What remains important is how these systems are validated and implemented. Perhaps the greatest challenge is cultivating a data-savvy workforce that understands both the limitations of agentic AI and the realities of clinical execution.
This is where cultivating hybrid profiles becomes especially important, think part data scientist and part clinical research associate. However, the current reality is that the workforce doesn’t yet exist in abundance. A point, which we will circle back to.
Data Fragmentation is an issue where AI can help:
Clinical research organizations often deal with a large variety of data types. However, how these modalities are combined and used to model benefits and risks for individual patients is murky. One speaker suggested that a variety of models should be used for things such as efficacy, safety, subgroups, etc., and combined into an overarching benefit-risk model to help assist clinical trial outcomes; however, as with many of these ideas, the devil is in the details. Building systems like this is not simply a modeling problem. It requires careful validation, integration across multiple data sources, and governance to ensure the outputs are reliable and interpretable. Organizations that can bring together the right scientific, clinical, and data expertise will be far better positioned to make use of these approaches.
Manufacturing next-gen medicines:
Another subject that was brought up is the idea that as new medicines are created, current manufacturing capabilities are too slow to respond. A potential solution to this is to generate digital twins of future manufacturing plants to simulate how well a planned manufacturing plant could adapt and change in response to future demands. Although this idea sounds great, how it is executed is somewhat unclear currently. What seems more certain is that companies will need to begin experimenting with these approaches and develop the internal expertise required to evaluate and operationalize them effectively.
Additional observations:
There was a lot to take in, and I couldn’t capture all the details at the conference. However, I’d like to add some other important takeaways.
- Mergers and Acquisitions are likely to accelerate over the next couple of years.

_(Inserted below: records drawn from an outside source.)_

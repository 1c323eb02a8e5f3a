/// Great-circle distance in kilometers (haversine), used by the skill
/// listing's radius filter.
pub fn haversine_km(lat1: f64, lon1: f64, lat2: f64, lon2: f64) -> f64 {
    const EARTH_RADIUS_KM: f64 = 6371.0;

    let d_lat = (lat2 - lat1).to_radians();
    let d_lon = (lon2 - lon1).to_radians();

    let a = (d_lat / 2.0).sin().powi(2)
        + lat1.to_radians().cos() * lat2.to_radians().cos() * (d_lon / 2.0).sin().powi(2);
    let c = 2.0 * a.sqrt().asin();

    EARTH_RADIUS_KM * c
}

#[cfg(test)]
mod tests {
    use super::*;

    #[test]
    fn zero_distance() {
        assert!(haversine_km(52.52, 13.405, 52.52, 13.405) < 1e-9);
    }

    #[test]
    fn berlin_to_hamburg_roughly_255km() {
        let d = haversine_km(52.52, 13.405, 53.551, 9.994);
        assert!((d - 255.0).abs() < 10.0, "got {d}");
    }
}
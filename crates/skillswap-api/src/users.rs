use axum::{
    Extension, Json,
    extract::{Path, State},
    response::IntoResponse,
};
use tracing::warn;
use uuid::Uuid;

use skillswap_types::api::{Claims, UpdateProfileRequest};

use crate::error::{ApiError, ApiResult};
use crate::state::AppState;
use crate::view;

pub async fn me(
    State(state): State<AppState>,
    Extension(claims): Extension<Claims>,
) -> ApiResult<impl IntoResponse> {
    let user_id = claims.sub.to_string();
    let user = state
        .db
        .get_user_by_id(&user_id)?
        .ok_or(ApiError::NotFound)?;
    let stats = state.db.user_stats(&user_id)?;

    Ok(Json(view::account(&user, &stats)))
}

pub async fn get_user(
    State(state): State<AppState>,
    Path(user_id): Path<Uuid>,
) -> ApiResult<impl IntoResponse> {
    let user_id = user_id.to_string();
    let user = state
        .db
        .get_user_by_id(&user_id)?
        .ok_or(ApiError::NotFound)?;
    let stats = state.db.user_stats(&user_id)?;

    Ok(Json(view::user_profile(&user, &stats)))
}

pub async fn update_profile(
    State(state): State<AppState>,
    Extension(claims): Extension<Claims>,
    Json(req): Json<UpdateProfileRequest>,
) -> ApiResult<impl IntoResponse> {
    if let Some(bio) = &req.bio {
        if bio.len() > 1000 {
            return Err(ApiError::BadRequest("bio too long (max 1000)".into()));
        }
    }

    // Geocoding is best-effort: a provider failure leaves the profile
    // without coordinates, never fails the update.
    let mut coords = None;
    if let (Some(location), Some(geocoder)) = (&req.location, &state.providers.geocoder) {
        match geocoder.lookup(location).await {
            Ok(hit) => coords = hit,
            Err(e) => warn!("geocoding '{}' failed: {}", location, e),
        }
    }

    let user_id = claims.sub.to_string();
    state.db.update_profile(
        &user_id,
        req.bio.as_deref(),
        req.location.as_deref(),
        coords.map(|c| c.0),
        coords.map(|c| c.1),
        req.avatar_url.as_deref(),
    )?;

    let user = state
        .db
        .get_user_by_id(&user_id)?
        .ok_or(ApiError::NotFound)?;
    let stats = state.db.user_stats(&user_id)?;

    Ok(Json(view::account(&user, &stats)))
}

- AI can potentially help in speeding up processes related to due diligence, but most aspects of BD execution remain human-driven.

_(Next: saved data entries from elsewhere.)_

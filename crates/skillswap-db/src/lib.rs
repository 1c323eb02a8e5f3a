pub mod migrations;
pub mod models;
pub mod queries;

use anyhow::Result;
use rusqlite::Connection;
use std::path::Path;
use std::sync::Mutex;
use tracing::info;

pub struct Database {
    conn: Mutex<Connection>,
}

impl Database {
    pub fn open(path: &Path) -> Result<Self> {
        let conn = Connection::open(path)?;

        // WAL mode for concurrent reads
        conn.pragma_update(None, "journal_mode", "WAL")?;
        conn.pragma_update(None, "foreign_keys", "ON")?;

        migrations::run(&conn)?;

        info!("Database opened at {}", path.display());
        Ok(Self {
            conn: Mutex::new(conn),
        })
    }

    /// In-memory database for the test suites.
    pub fn open_in_memory() -> Result<Self> {
        let conn = Connection::open_in_memory()?;
        conn.pragma_update(None, "foreign_keys", "ON")?;
        migrations::run(&conn)?;
        Ok(Self {
            conn: Mutex::new(conn),
        })
    }

    pub fn with_conn<F, T>(&self, f: F) -> Result<T>
    where
        F: FnOnce(&Connection) -> Result<T>,
    {
        let conn = self
            .conn
            .lock()
            .map_err(|e| anyhow::anyhow!("DB lock poisoned: {}", e))?;
        f(&conn)
    }

    /// Mutable access, for multi-statement operations that run inside a
    /// rusqlite transaction.
    pub fn with_conn_mut<F, T>(&self, f: F) -> Result<T>
    where
        F: FnOnce(&mut Connection) -> Result<T>,
    {
        let mut conn = self
            .conn
            .lock()
            .map_err(|e| anyhow::anyhow!("DB lock poisoned: {}", e))?;
        f(&mut conn)
    }
}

- Oncology and CNS are the top investment areas; and despite the obvious need for new antibiotics, they remain undervalued.

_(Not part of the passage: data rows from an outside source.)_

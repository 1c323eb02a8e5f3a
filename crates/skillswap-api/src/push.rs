use axum::{Extension, Json, extract::State, http::StatusCode, response::IntoResponse};

use skillswap_types::api::{Claims, PushTokenRequest};

use crate::error::{ApiError, ApiResult};
use crate::state::AppState;

pub async fn register_token(
    State(state): State<AppState>,
    Extension(claims): Extension<Claims>,
    Json(req): Json<PushTokenRequest>,
) -> ApiResult<impl IntoResponse> {
    if req.token.trim().is_empty() {
        return Err(ApiError::BadRequest("token is required".into()));
    }

    state
        .db
        .upsert_push_token(&claims.sub.to_string(), &req.token, &req.platform)?;
    Ok(StatusCode::CREATED)
}

pub async fn unregister_token(
    State(state): State<AppState>,
    Extension(claims): Extension<Claims>,
    Json(req): Json<PushTokenRequest>,
) -> ApiResult<impl IntoResponse> {
    state
        .db
        .delete_push_token(&claims.sub.to_string(), &req.token)?;
    Ok(StatusCode::NO_CONTENT)
}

- Wearables continue to be exciting, especially regarding how they can be integrated into clinical and disease monitoring contexts.
- Neural implants continue to excite, but those hoping to have their brains uploaded to the cloud need to wait much, much longer.
What does this all mean for pharma/biotech?
Well, although there is a tremendous and reasonable amount of excitement about how models and agentic AI can speed up clinical trials, or how digital twins could improve manufacturing, and some of this hype is reasonable, it is largely revealing that the development of medicine continues to be a slow and costly process.
I think it’s fair to say that there will be efficiency gains because of these technologies, but it remains to be seen if it will mean that fewer drugs will fail upon development. There is reason for optimism, but the magnitude of the effect remains to be seen.
The main point of action is big pharma needs to build a hybrid workforce, it needs people who understand medicine as well as tech and since this profile remains rare, it means there should be investment in building hybrid profiles, and that simply takes time and openness to bring in people who may not have the perfect profile but have a lot of potential.
To circle back to our main question, we can ask: what role do data, bioinformatics, software development, and AI play in this cycle?
The answer is, they can potentially help speed up drug development but only with the right expertise, and developing that expertise requires time, compromise and patience.